Sixteen episodes after its September 2017 debut, Prakash’s “ArchitectureTalk” podcast has been downloaded about 6,300 times from listeners in more than a dozen countries. The recordings are available on all major podcast platforms, including iTunes, Spotify, YouTube, Soundcloud and more.
Discussion themes range from general topics like historic preservation, modernism and urbanism to how fashion and art curation dovetail with architecture, the work of Frank Lloyd Wright, architecture in the Islamic world, and Seattle’s architectural culture.
The podcast, Prakash said, is intended not just for practicing professionals in the field but “architects, architectural thinkers, anyone interested in architecture, particularly from other disciplines. People in general.”
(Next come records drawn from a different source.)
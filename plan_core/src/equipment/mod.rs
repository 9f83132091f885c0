//! # Equipment
//!
//! Machine-tool records and catalog lookups. An [`Equipment`] value is a
//! resolved master-data record: physical dimensions in meters, automation
//! class, weight, and installed power. The engine never stores master data
//! itself; records come from an [`EquipmentCatalog`] collaborator.
//!
//! ## Example
//!
//! ```rust
//! use plan_core::equipment::{BuiltinCatalog, EquipmentCatalog};
//! use rust_decimal_macros::dec;
//!
//! let turning_center = BuiltinCatalog.resolve("DMG CTX beta 2000").unwrap();
//! assert_eq!(turning_center.length.value(), dec!(6.234));
//! assert_eq!(turning_center.footprint().value(), dec!(20.01114));
//! ```

pub mod catalog;

pub use catalog::{BuiltinCatalog, EquipmentCatalog, InMemoryCatalog};

use serde::{Deserialize, Serialize};

use crate::errors::{PlanError, PlanResult};
use crate::units::{Kilograms, Kilowatts, Meters, SquareMeters};

/// Automation class of a machine tool
#[derive(Debug, Clone, Copy, PartialEq, Eq, Hash, Serialize, Deserialize)]
pub enum AutomationClass {
    /// Manually operated
    Manual,
    /// Numerically controlled
    #[serde(rename = "CNC")]
    Cnc,
    /// Fully automatic cycle
    Automatic,
}

impl AutomationClass {
    /// All automation classes for UI selection
    pub const ALL: [AutomationClass; 3] = [
        AutomationClass::Manual,
        AutomationClass::Cnc,
        AutomationClass::Automatic,
    ];

    /// Parse from common string representations
    pub fn from_str_flexible(s: &str) -> PlanResult<Self> {
        match s.to_uppercase().replace([' ', '-', '_'], "").as_str() {
            "MANUAL" | "HAND" => Ok(AutomationClass::Manual),
            "CNC" | "NC" => Ok(AutomationClass::Cnc),
            "AUTO" | "AUTOMATIC" => Ok(AutomationClass::Automatic),
            _ => Err(PlanError::invalid_input(
                "automation",
                s,
                "Unknown automation class",
            )),
        }
    }

    /// Get display name
    pub fn display_name(&self) -> &'static str {
        match self {
            AutomationClass::Manual => "Manual",
            AutomationClass::Cnc => "CNC",
            AutomationClass::Automatic => "Automatic",
        }
    }
}

impl std::fmt::Display for AutomationClass {
    fn fmt(&self, f: &mut std::fmt::Formatter<'_>) -> std::fmt::Result {
        write!(f, "{}", self.display_name())
    }
}

/// A resolved machine-tool record.
///
/// Dimensions are in meters. Catalogs that store raw millimeter dimensions
/// convert on resolve (see [`catalog::BuiltinCatalog`]).
#[derive(Debug, Clone, PartialEq, Serialize, Deserialize)]
pub struct Equipment {
    /// Catalog model designation (e.g., "DMG CTX beta 2000", "16K20")
    pub model: String,

    /// Descriptive name for reports (e.g., "CNC turning center")
    pub name: Option<String>,

    /// Overall length
    pub length: Meters,

    /// Overall width
    pub width: Meters,

    /// Overall height
    pub height: Meters,

    /// Automation class
    pub automation: AutomationClass,

    /// Machine weight
    pub weight: Kilograms,

    /// Installed power
    pub power_consumption: Kilowatts,
}

impl Equipment {
    /// Create an equipment record with validated physical data.
    pub fn new(
        model: impl Into<String>,
        length: Meters,
        width: Meters,
        height: Meters,
        automation: AutomationClass,
        weight: Kilograms,
        power_consumption: Kilowatts,
    ) -> PlanResult<Self> {
        let equipment = Equipment {
            model: model.into(),
            name: None,
            length,
            width,
            height,
            automation,
            weight,
            power_consumption,
        };
        equipment.validate()?;
        Ok(equipment)
    }

    /// Attach a descriptive name (builder style).
    pub fn with_name(mut self, name: impl Into<String>) -> Self {
        self.name = Some(name.into());
        self
    }

    /// Validate the record.
    pub fn validate(&self) -> PlanResult<()> {
        if self.model.trim().is_empty() {
            return Err(PlanError::invalid_input(
                "model",
                &self.model,
                "Model designation must not be empty",
            ));
        }
        for (field, dimension) in [
            ("length", self.length),
            ("width", self.width),
            ("height", self.height),
        ] {
            if dimension.value().is_sign_negative() {
                return Err(PlanError::invalid_input(
                    field,
                    dimension.value().to_string(),
                    "Dimension cannot be negative",
                ));
            }
        }
        if self.weight.value().is_sign_negative() {
            return Err(PlanError::invalid_input(
                "weight",
                self.weight.value().to_string(),
                "Weight cannot be negative",
            ));
        }
        if self.power_consumption.value().is_sign_negative() {
            return Err(PlanError::invalid_input(
                "power_consumption",
                self.power_consumption.value().to_string(),
                "Power consumption cannot be negative",
            ));
        }
        Ok(())
    }

    /// Floor footprint: length × width.
    pub fn footprint(&self) -> SquareMeters {
        self.length * self.width
    }

    /// Name to show in reports: the descriptive name if present, else the
    /// model designation.
    pub fn display_name(&self) -> &str {
        self.name.as_deref().unwrap_or(&self.model)
    }
}

impl std::fmt::Display for Equipment {
    fn fmt(&self, f: &mut std::fmt::Formatter<'_>) -> std::fmt::Result {
        write!(f, "{}", self.display_name())
    }
}

#[cfg(test)]
mod tests {
    use super::*;
    use rust_decimal_macros::dec;

    fn lathe() -> Equipment {
        Equipment::new(
            "16K20",
            Meters::new(dec!(2.795)),
            Meters::new(dec!(1.5)),
            Meters::new(dec!(1.19)),
            AutomationClass::Manual,
            Kilograms::new(dec!(3005)),
            Kilowatts::new(dec!(11)),
        )
        .unwrap()
    }

    #[test]
    fn test_footprint() {
        let equipment = lathe();
        assert_eq!(equipment.footprint().value(), dec!(4.1925));
    }

    #[test]
    fn test_negative_dimension_rejected() {
        let result = Equipment::new(
            "BAD-1",
            Meters::new(dec!(-1)),
            Meters::new(dec!(1)),
            Meters::new(dec!(1)),
            AutomationClass::Manual,
            Kilograms::new(dec!(100)),
            Kilowatts::new(dec!(1)),
        );
        assert!(matches!(result, Err(PlanError::InvalidInput { ref field, .. }) if field == "length"));
    }

    #[test]
    fn test_empty_model_rejected() {
        let result = Equipment::new(
            "  ",
            Meters::new(dec!(1)),
            Meters::new(dec!(1)),
            Meters::new(dec!(1)),
            AutomationClass::Manual,
            Kilograms::new(dec!(100)),
            Kilowatts::new(dec!(1)),
        );
        assert!(result.is_err());
    }

    #[test]
    fn test_display_name_falls_back_to_model() {
        let equipment = lathe();
        assert_eq!(equipment.display_name(), "16K20");

        let named = lathe().with_name("Screw-cutting lathe");
        assert_eq!(named.display_name(), "Screw-cutting lathe");
    }

    #[test]
    fn test_automation_class_parsing() {
        assert_eq!(
            AutomationClass::from_str_flexible("cnc").unwrap(),
            AutomationClass::Cnc
        );
        assert_eq!(
            AutomationClass::from_str_flexible("Automatic").unwrap(),
            AutomationClass::Automatic
        );
        assert!(AutomationClass::from_str_flexible("steam").is_err());
    }

    #[test]
    fn test_automation_class_serialization() {
        let json = serde_json::to_string(&AutomationClass::Cnc).unwrap();
        assert_eq!(json, "\"CNC\"");

        let roundtrip: AutomationClass = serde_json::from_str(&json).unwrap();
        assert_eq!(roundtrip, AutomationClass::Cnc);
    }

    #[test]
    fn test_equipment_serialization_roundtrip() {
        let equipment = lathe().with_name("Screw-cutting lathe");
        let json = serde_json::to_string_pretty(&equipment).unwrap();
        let roundtrip: Equipment = serde_json::from_str(&json).unwrap();
        assert_eq!(equipment, roundtrip);
    }
}
//! # Unit Types
//!
//! Type-safe wrappers for workshop planning units. These provide
//! compile-time safety against unit confusion while remaining lightweight
//! (just `Decimal` wrappers).
//!
//! ## Design Philosophy
//!
//! We use simple newtype wrappers rather than a full units library because:
//! - Workshop planning uses a small, consistent set of units
//! - All arithmetic must be exact decimal, never binary floating point
//! - JSON serialization stays clean (decimals serialize as exact strings)
//!
//! ## Metric Units (Primary)
//!
//! The engine works in SI units throughout:
//! - Length: meters (m); catalogs record raw dimensions in millimeters (mm)
//! - Area: square meters (m²)
//! - Time: hours (h), used for operation times and the annual working fund
//! - Mass: kilograms (kg)
//! - Power: kilowatts (kW)
//!
//! ## Example
//!
//! ```rust
//! use plan_core::units::{Meters, Millimeters, SquareMeters};
//! use rust_decimal_macros::dec;
//!
//! let length = Meters::new(dec!(6.234));
//! let width: Meters = Millimeters::new(dec!(3210)).into();
//! let footprint: SquareMeters = length * width;
//! assert_eq!(footprint.value(), dec!(20.01114));
//! ```

use rust_decimal::Decimal;
use serde::{Deserialize, Serialize};
use std::ops::{Add, Div, Mul, Sub};

// ============================================================================
// Length Units
// ============================================================================

/// Length in millimeters (catalog storage format)
#[derive(
    Debug, Clone, Copy, PartialEq, Eq, PartialOrd, Ord, Default, Serialize, Deserialize,
)]
#[serde(transparent)]
pub struct Millimeters(pub Decimal);

/// Length in meters
#[derive(
    Debug, Clone, Copy, PartialEq, Eq, PartialOrd, Ord, Default, Serialize, Deserialize,
)]
#[serde(transparent)]
pub struct Meters(pub Decimal);

impl From<Millimeters> for Meters {
    fn from(mm: Millimeters) -> Self {
        Meters(mm.0 / Decimal::ONE_THOUSAND)
    }
}

impl From<Meters> for Millimeters {
    fn from(m: Meters) -> Self {
        Millimeters(m.0 * Decimal::ONE_THOUSAND)
    }
}

// ============================================================================
// Area Units
// ============================================================================

/// Area in square meters
#[derive(
    Debug, Clone, Copy, PartialEq, Eq, PartialOrd, Ord, Default, Serialize, Deserialize,
)]
#[serde(transparent)]
pub struct SquareMeters(pub Decimal);

/// Length × length = area
impl Mul<Meters> for Meters {
    type Output = SquareMeters;
    fn mul(self, rhs: Meters) -> Self::Output {
        SquareMeters(self.0 * rhs.0)
    }
}

/// Area ÷ length = length (building length from footprint and width)
///
/// Panics on a zero divisor, so callers validate widths first.
impl Div<Meters> for SquareMeters {
    type Output = Meters;
    fn div(self, rhs: Meters) -> Self::Output {
        Meters(self.0 / rhs.0)
    }
}

// ============================================================================
// Time Units
// ============================================================================

/// Duration in hours (operation times, annual working-time fund)
#[derive(
    Debug, Clone, Copy, PartialEq, Eq, PartialOrd, Ord, Default, Serialize, Deserialize,
)]
#[serde(transparent)]
pub struct Hours(pub Decimal);

/// Time ÷ time = dimensionless ratio (machine-count formulas)
///
/// Panics on a zero divisor, so callers validate the fund first.
impl Div<Hours> for Hours {
    type Output = Decimal;
    fn div(self, rhs: Hours) -> Self::Output {
        self.0 / rhs.0
    }
}

// ============================================================================
// Mass and Power Units
// ============================================================================

/// Mass in kilograms
#[derive(
    Debug, Clone, Copy, PartialEq, Eq, PartialOrd, Ord, Default, Serialize, Deserialize,
)]
#[serde(transparent)]
pub struct Kilograms(pub Decimal);

/// Power in kilowatts
#[derive(
    Debug, Clone, Copy, PartialEq, Eq, PartialOrd, Ord, Default, Serialize, Deserialize,
)]
#[serde(transparent)]
pub struct Kilowatts(pub Decimal);

// ============================================================================
// Arithmetic Implementations (macro to reduce boilerplate)
// ============================================================================

macro_rules! impl_arithmetic {
    ($type:ty) => {
        impl Add for $type {
            type Output = Self;
            fn add(self, rhs: Self) -> Self::Output {
                Self(self.0 + rhs.0)
            }
        }

        impl Sub for $type {
            type Output = Self;
            fn sub(self, rhs: Self) -> Self::Output {
                Self(self.0 - rhs.0)
            }
        }

        impl Mul<Decimal> for $type {
            type Output = Self;
            fn mul(self, rhs: Decimal) -> Self::Output {
                Self(self.0 * rhs)
            }
        }

        impl Div<Decimal> for $type {
            type Output = Self;
            fn div(self, rhs: Decimal) -> Self::Output {
                Self(self.0 / rhs)
            }
        }

        impl $type {
            /// Get the raw decimal value
            pub fn value(self) -> Decimal {
                self.0
            }

            /// Create from a raw decimal value
            pub fn new(value: Decimal) -> Self {
                Self(value)
            }
        }
    };
}

impl_arithmetic!(Millimeters);
impl_arithmetic!(Meters);
impl_arithmetic!(SquareMeters);
impl_arithmetic!(Hours);
impl_arithmetic!(Kilograms);
impl_arithmetic!(Kilowatts);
For one recent episode — perhaps his favorite yet, downloaded more than 600 times — Prakash interviewed B.V. Doshi, of India, the 2018 recipient of the Pritzker Architecture Prize, which is akin to a Nobel Prize of architecture. Prakash said he was amazed when the famous architect “was happy to speculate on the ‘best’ buildings of his long career, and then ventured to candidly discuss the very serendipitous way in which he was inspired to design them.”
Another memorable moment was when Ayah Rahmani, an associate professor of architecture at Washington State University, “upended my understanding of public and private when he suggested that in an Islamic city the street is private and the home public,” Prakash said.
UW talents are included in the podcast, too, such as when Prakash spoke with landscape architecture professor Jeff Houand urban design associate professor Manish Chalana for a talk on “messy urbanism.” His producer for the podcast series is Elizabeth Umbanhowar, a doctoral student in landscape architecture.
Prakash said he listens daily to — and is inspired by — NPR interviewer Terry Gross, and agrees with her thinking that any story is interesting if you dig deep enough.
He said he’s always on the lookout for podcast guests and topics.
“It could be a story I have just read online, or a conversation with a friend at a bar. I am also looking for a vast multidisciplinary spread,” Prakash said.
“In a sense, I am trying to see how people from different perspectives and backgrounds look — or could be made to look — at architecture.”